═══ Data to process
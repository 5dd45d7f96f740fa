use async_trait::async_trait;
use lettre::message::{Mailbox, header::ContentType};
use lettre::transport::smtp::authentication::Credentials;
use lettre::transport::smtp::client::{Tls, TlsParameters};
use lettre::{Address, AsyncSmtpTransport, AsyncTransport, Message, Tokio1Executor};
use serde_json::{Map, Value, json};

use super::{NotificationSender, SEND_TIMEOUT, SenderError, parse_config};
use crate::notifications::models::SmtpConfig;

const IMPLICIT_TLS_PORT: u16 = 465;

/// A sender for HTML mail over SMTP.
pub struct EmailSender;

impl EmailSender {
    pub fn new() -> Self {
        Self
    }
}

impl Default for EmailSender {
    fn default() -> Self {
        Self::new()
    }
}

/// Parses an address, converting an internationalized domain to its
/// ASCII-compatible form.
fn ascii_address(raw: &str) -> Result<Address, SenderError> {
    let (local, domain) = raw
        .trim()
        .rsplit_once('@')
        .ok_or_else(|| SenderError::InvalidContent(format!("invalid email address: {raw}")))?;
    let domain = idna::domain_to_ascii(domain)
        .map_err(|_| SenderError::InvalidContent(format!("invalid email domain: {domain}")))?;
    Address::new(local, domain)
        .map_err(|e| SenderError::InvalidContent(format!("invalid email address {raw}: {e}")))
}

/// Email content is an object with `to_email`, `subject` and `text_body`.
/// Plain text that is not JSON is taken as the body alone.
fn email_content(content: &Value) -> Result<Map<String, Value>, SenderError> {
    let value = match content {
        Value::String(s) => serde_json::from_str::<Value>(s).unwrap_or_else(|_| json!({ "text_body": s })),
        other => other.clone(),
    };
    let Value::Object(map) = value else {
        return Err(SenderError::InvalidContent("content must be a JSON object".to_string()));
    };
    for field in ["to_email", "subject", "text_body"] {
        if !map.contains_key(field) {
            return Err(SenderError::InvalidContent(format!(
                "content is missing required field: {field}"
            )));
        }
    }
    Ok(map)
}

fn string_field<'a>(content: &'a Map<String, Value>, field: &str) -> Result<&'a str, SenderError> {
    content
        .get(field)
        .and_then(Value::as_str)
        .ok_or_else(|| SenderError::InvalidContent(format!("{field} must be a string")))
}

pub(crate) fn build_message(config: &SmtpConfig, content: &Value) -> Result<Message, SenderError> {
    let content = email_content(content)?;

    let from_name = content
        .get("from_name")
        .and_then(Value::as_str)
        .map(str::trim)
        .filter(|name| !name.is_empty())
        .map(str::to_string);
    let from = Mailbox::new(from_name, ascii_address(&config.smtp_username).map_err(|_| {
        SenderError::InvalidConfiguration("smtp_username must be an email address".to_string())
    })?);

    let mut builder = Message::builder()
        .from(from)
        .subject(string_field(&content, "subject")?)
        .header(ContentType::TEXT_HTML);

    let recipients = string_field(&content, "to_email")?
        .split(',')
        .map(str::trim)
        .filter(|addr| !addr.is_empty())
        .map(ascii_address)
        .collect::<Result<Vec<_>, _>>()?;
    if recipients.is_empty() {
        return Err(SenderError::InvalidContent("to_email has no recipients".to_string()));
    }
    for recipient in recipients {
        builder = builder.to(Mailbox::new(None, recipient));
    }

    builder
        .body(string_field(&content, "text_body")?.to_string())
        .map_err(|e| SenderError::InvalidContent(e.to_string()))
}

/// Implicit TLS from the first byte; every other port speaks plaintext first.
fn implicit_tls(config: &SmtpConfig) -> bool {
    config.use_ssl || config.smtp_port == IMPLICIT_TLS_PORT
}

fn build_transport(config: &SmtpConfig) -> Result<AsyncSmtpTransport<Tokio1Executor>, SenderError> {
    let host = config.smtp_server.as_str();
    let builder = if implicit_tls(config) {
        AsyncSmtpTransport::<Tokio1Executor>::relay(host)
            .map_err(|e| SenderError::InvalidConfiguration(format!("smtp_server: {e}")))?
    } else {
        // Plain connection that upgrades with STARTTLS when the server offers it.
        let tls = TlsParameters::new(host.to_string())
            .map_err(|e| SenderError::InvalidConfiguration(format!("smtp_server: {e}")))?;
        AsyncSmtpTransport::<Tokio1Executor>::builder_dangerous(host).tls(Tls::Opportunistic(tls))
    };

    Ok(builder
        .port(config.smtp_port)
        .credentials(Credentials::new(
            config.smtp_username.clone(),
            config.smtp_password.clone(),
        ))
        .timeout(Some(SEND_TIMEOUT))
        .build())
}

#[async_trait]
impl NotificationSender for EmailSender {
    async fn send(&self, config: &Value, content: &Value) -> Result<(), SenderError> {
        let config: SmtpConfig = parse_config(config)?;
        let message = build_message(&config, content)?;
        let mailer = build_transport(&config)?;

        mailer
            .send(message)
            .await
            .map_err(|e| SenderError::SendFailed(format!("SMTP delivery failed: {e}")))?;
        Ok(())
    }
}

#[cfg(test)]
mod tests {
    use super::*;

    fn config() -> SmtpConfig {
        serde_json::from_value(json!({
            "smtp_server": "smtp.example.com",
            "smtp_username": "alerts@例子.中国",
            "smtp_password": "hunter2",
            "smtp_port": "587"
        }))
        .unwrap()
    }

    fn formatted(message: &Message) -> String {
        String::from_utf8(message.formatted()).unwrap()
    }

    #[test]
    fn recipients_share_one_to_header_with_ascii_domains() {
        let message = build_message(
            &config(),
            &json!({
                "to_email": "ops@example.com, oncall@公司.中国",
                "subject": "Disk full",
                "text_body": "<b>/var</b> is at 99%",
                "from_name": "Monitor"
            }),
        )
        .unwrap();

        let raw = formatted(&message);
        let to_line = raw
            .lines()
            .find(|line| line.starts_with("To: "))
            .expect("To header");
        assert!(to_line.contains("ops@example.com"));
        assert!(to_line.contains("oncall@xn--55qx5d.xn--fiqs8s"));
        assert_eq!(message.envelope().to().len(), 2);
        assert!(raw.contains("Content-Type: text/html"));
        assert!(raw.contains("Subject: Disk full"));
        assert!(raw.contains("Monitor"));
        assert_eq!(message.envelope().from().unwrap().domain(), "xn--fsqu00a.xn--fiqs8s");
    }

    #[test]
    fn plain_text_content_becomes_the_body_and_then_fails_for_recipients() {
        let err = build_message(&config(), &json!("just some text")).unwrap_err();
        assert!(matches!(err, SenderError::InvalidContent(_)));
        assert!(err.to_string().contains("to_email"));
    }

    #[test]
    fn missing_subject_is_named() {
        let err = build_message(&config(), &json!({"to_email": "a@b.c", "text_body": "x"})).unwrap_err();
        assert!(err.to_string().contains("subject"));
    }

    #[test]
    fn port_accepts_numeric_strings() {
        assert_eq!(config().smtp_port, 587);
        assert!(!config().use_ssl);
    }

    #[test]
    fn tls_mode_follows_use_ssl_and_port() {
        let default_port: SmtpConfig = serde_json::from_value(json!({
            "smtp_server": "smtp.example.com",
            "smtp_username": "a@example.com",
            "smtp_password": "hunter2"
        }))
        .unwrap();
        assert_eq!(default_port.smtp_port, 465);
        assert!(implicit_tls(&default_port));

        let forced = SmtpConfig {
            use_ssl: true,
            ..config()
        };
        assert_eq!(forced.smtp_port, 587);
        assert!(implicit_tls(&forced));

        assert!(!implicit_tls(&config()));
    }

    #[tokio::test]
    async fn invalid_port_is_a_config_error_without_the_password() {
        let err = EmailSender::new()
            .send(
                &json!({
                    "smtp_server": "smtp.example.com",
                    "smtp_username": "a@example.com",
                    "smtp_password": "hunter2",
                    "smtp_port": "not-a-port"
                }),
                &json!({"to_email": "b@example.com", "subject": "s", "text_body": "t"}),
            )
            .await
            .unwrap_err();
        assert!(matches!(err, SenderError::InvalidConfiguration(_)));
        assert!(!err.to_string().contains("hunter2"));
    }
}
══════
Please print the records above exactly, leaving nothing out.

repository 5dd45d7f96f740fa
use async_trait::async_trait;
use lettre::message::{Mailbox, header::ContentType};
use lettre::transport::smtp::authentication::Credentials;
use lettre::transport::smtp::client::{Tls, TlsParameters};
use lettre::{Address, AsyncSmtpTransport, AsyncTransport, Message, Tokio1Executor};
use serde_json::{Map, Value, json};

use super::{NotificationSender, SEND_TIMEOUT, SenderError, parse_config};
use crate::notifications::models::SmtpConfig;

const IMPLICIT_TLS_PORT: u16 = 465;

/// A sender for HTML mail over SMTP.
pub struct EmailSender;

impl EmailSender {
    pub fn new() -> Self {
        Self
    }
}

impl Default for EmailSender {
    fn default() -> Self {
        Self::new()
    }
}

/// Parses an address, converting an internationalized domain to its
/// ASCII-compatible form.
fn ascii_address(raw: &str) -> Result<Address, SenderError> {
    let (local, domain) = raw
        .trim()
        .rsplit_once('@')
        .ok_or_else(|| SenderError::InvalidContent(format!("invalid email address: {raw}")))?;
    let domain = idna::domain_to_ascii(domain)
        .map_err(|_| SenderError::InvalidContent(format!("invalid email domain: {domain}")))?;
    Address::new(local, domain)
        .map_err(|e| SenderError::InvalidContent(format!("invalid email address {raw}: {e}")))
}

/// Email content is an object with `to_email`, `subject` and `text_body`.
/// Plain text that is not JSON is taken as the body alone.
fn email_content(content: &Value) -> Result<Map<String, Value>, SenderError> {
    let value = match content {
        Value::String(s) => serde_json::from_str::<Value>(s).unwrap_or_else(|_| json!({ "text_body": s })),
        other => other.clone(),
    };
    let Value::Object(map) = value else {
        return Err(SenderError::InvalidContent("content must be a JSON object".to_string()));
    };
    for field in ["to_email", "subject", "text_body"] {
        if !map.contains_key(field) {
            return Err(SenderError::InvalidContent(format!(
                "content is missing required field: {field}"
            )));
        }
    }
    Ok(map)
}

fn string_field<'a>(content: &'a Map<String, Value>, field: &str) -> Result<&'a str, SenderError> {
    content
        .get(field)
        .and_then(Value::as_str)
        .ok_or_else(|| SenderError::InvalidContent(format!("{field} must be a string")))
}

pub(crate) fn build_message(config: &SmtpConfig, content: &Value) -> Result<Message, SenderError> {
    let content = email_content(content)?;

    let from_name = content
        .get("from_name")
        .and_then(Value::as_str)
        .map(str::trim)
        .filter(|name| !name.is_empty())
        .map(str::to_string);
    let from = Mailbox::new(from_name, ascii_address(&config.smtp_username).map_err(|_| {
        SenderError::InvalidConfiguration("smtp_username must be an email address".to_string())
    })?);

    let mut builder = Message::builder()
        .from(from)
        .subject(string_field(&content, "subject")?)
        .header(ContentType::TEXT_HTML);

    let recipients = string_field(&content, "to_email")?
        .split(',')
        .map(str::trim)
        .filter(|addr| !addr.is_empty())
        .map(ascii_address)
        .collect::<Result<Vec<_>, _>>()?;
    if recipients.is_empty() {
        return Err(SenderError::InvalidContent("to_email has no recipients".to_string()));
    }
    for recipient in recipients {
        builder = builder.to(Mailbox::new(None, recipient));
    }

    builder
        .body(string_field(&content, "text_body")?.to_string())
        .map_err(|e| SenderError::InvalidContent(e.to_string()))
}

/// Implicit TLS from the first byte; every other port speaks plaintext first.
fn implicit_tls(config: &SmtpConfig) -> bool {
    config.use_ssl || config.smtp_port == IMPLICIT_TLS_PORT
}

fn build_transport(config: &SmtpConfig) -> Result<AsyncSmtpTransport<Tokio1Executor>, SenderError> {
    let host = config.smtp_server.as_str();
    let builder = if implicit_tls(config) {
        AsyncSmtpTransport::<Tokio1Executor>::relay(host)
            .map_err(|e| SenderError::InvalidConfiguration(format!("smtp_server: {e}")))?
    } else {
        // Plain connection that upgrades with STARTTLS when the server offers it.
        let tls = TlsParameters::new(host.to_string())
            .map_err(|e| SenderError::InvalidConfiguration(format!("smtp_server: {e}")))?;
        AsyncSmtpTransport::<Tokio1Executor>::builder_dangerous(host).tls(Tls::Opportunistic(tls))
    };

    Ok(builder
        .port(config.smtp_port)
        .credentials(Credentials::new(
            config.smtp_username.clone(),
            config.smtp_password.clone(),
        ))
        .timeout(Some(SEND_TIMEOUT))
        .build())
}

#[async_trait]
impl NotificationSender for EmailSender {
    async fn send(&self, config: &Value, content: &Value) -> Result<(), SenderError> {
        let config: SmtpConfig = parse_config(config)?;
        let message = build_message(&config, content)?;
        let mailer = build_transport(&config)?;

        mailer
            .send(message)
            .await
            .map_err(|e| SenderError::SendFailed(format!("SMTP delivery failed: {e}")))?;
        Ok(())
    }
}

#[cfg(test)]
mod tests {
    use super::*;

    fn config() -> SmtpConfig {
        serde_json::from_value(json!({
            "smtp_server": "smtp.example.com",
            "smtp_username": "alerts@例子.中国",
            "smtp_password": "hunter2",
            "smtp_port": "587"
        }))
        .unwrap()
    }

    fn formatted(message: &Message) -> String {
        String::from_utf8(message.formatted()).unwrap()
    }

    #[test]
    fn recipients_share_one_to_header_with_ascii_domains() {
        let message = build_message(
            &config(),
            &json!({
                "to_email": "ops@example.com, oncall@公司.中国",
                "subject": "Disk full",
                "text_body": "<b>/var</b> is at 99%",
                "from_name": "Monitor"
            }),
        )
        .unwrap();

        let raw = formatted(&message);
        let to_line = raw
            .lines()
            .find(|line| line.starts_with("To: "))
            .expect("To header");
        assert!(to_line.contains("ops@example.com"));
        assert!(to_line.contains("oncall@xn--55qx5d.xn--fiqs8s"));
        assert_eq!(message.envelope().to().len(), 2);
        assert!(raw.contains("Content-Type: text/html"));
        assert!(raw.contains("Subject: Disk full"));
        assert!(raw.contains("Monitor"));
        assert_eq!(message.envelope().from().unwrap().domain(), "xn--fsqu00a.xn--fiqs8s");
    }

    #[test]
    fn plain_text_content_becomes_the_body_and_then_fails_for_recipients() {
        let err = build_message(&config(), &json!("just some text")).unwrap_err();
        assert!(matches!(err, SenderError::InvalidContent(_)));
        assert!(err.to_string().contains("to_email"));
    }

    #[test]
    fn missing_subject_is_named() {
        let err = build_message(&config(), &json!({"to_email": "a@b.c", "text_body": "x"})).unwrap_err();
        assert!(err.to_string().contains("subject"));
    }

    #[test]
    fn port_accepts_numeric_strings() {
        assert_eq!(config().smtp_port, 587);
        assert!(!config().use_ssl);
    }

    #[test]
    fn tls_mode_follows_use_ssl_and_port() {
        let default_port: SmtpConfig = serde_json::from_value(json!({
            "smtp_server": "smtp.example.com",
            "smtp_username": "a@example.com",
            "smtp_password": "hunter2"
        }))
        .unwrap();
        assert_eq!(default_port.smtp_port, 465);
        assert!(implicit_tls(&default_port));

        let forced = SmtpConfig {
            use_ssl: true,
            ..config()
        };
        assert_eq!(forced.smtp_port, 587);
        assert!(implicit_tls(&forced));

        assert!(!implicit_tls(&config()));
    }

    #[tokio::test]
    async fn invalid_port_is_a_config_error_without_the_password() {
        let err = EmailSender::new()
            .send(
                &json!({
                    "smtp_server": "smtp.example.com",
                    "smtp_username": "a@example.com",
                    "smtp_password": "hunter2",
                    "smtp_port": "not-a-port"
                }),
                &json!({"to_email": "b@example.com", "subject": "s", "text_body": "t"}),
            )
            .await
            .unwrap_err();
        assert!(matches!(err, SenderError::InvalidConfiguration(_)));
        assert!(!err.to_string().contains("hunter2"));
    }
}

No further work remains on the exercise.